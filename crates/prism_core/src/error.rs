//! Error types for prism_core

use thiserror::Error;

/// Errors that can occur when configuring state
#[derive(Error, Debug)]
pub enum StateError {
    /// Computed name is empty or contains a path separator
    #[error("invalid computed property name: {0:?}")]
    InvalidName(String),

    /// A computed property with this name already exists
    #[error("computed property already defined: {0}")]
    DuplicateComputed(String),

    /// The getter reads its own property
    #[error("computed property {0:?} depends on itself")]
    SelfDependency(String),

    /// The state handle has been destroyed
    #[error("state has been destroyed")]
    Destroyed,
}

/// Result type for prism_core operations
pub type Result<T> = std::result::Result<T, StateError>;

*WHAT IS EXPECTED*: Transcribe the listing so that each line matches exactly.

*SOLUTION FOR THIS TASK*:
filename crates/prism_core/src/error.rs
//! Error types for prism_core

use thiserror::Error;

/// Errors that can occur when configuring state
#[derive(Error, Debug)]
pub enum StateError {
    /// Computed name is empty or contains a path separator
    #[error("invalid computed property name: {0:?}")]
    InvalidName(String),

    /// A computed property with this name already exists
    #[error("computed property already defined: {0}")]
    DuplicateComputed(String),

    /// The getter reads its own property
    #[error("computed property {0:?} depends on itself")]
    SelfDependency(String),

    /// The state handle has been destroyed
    #[error("state has been destroyed")]
    Destroyed,
}

/// Result type for prism_core operations
pub type Result<T> = std::result::Result<T, StateError>;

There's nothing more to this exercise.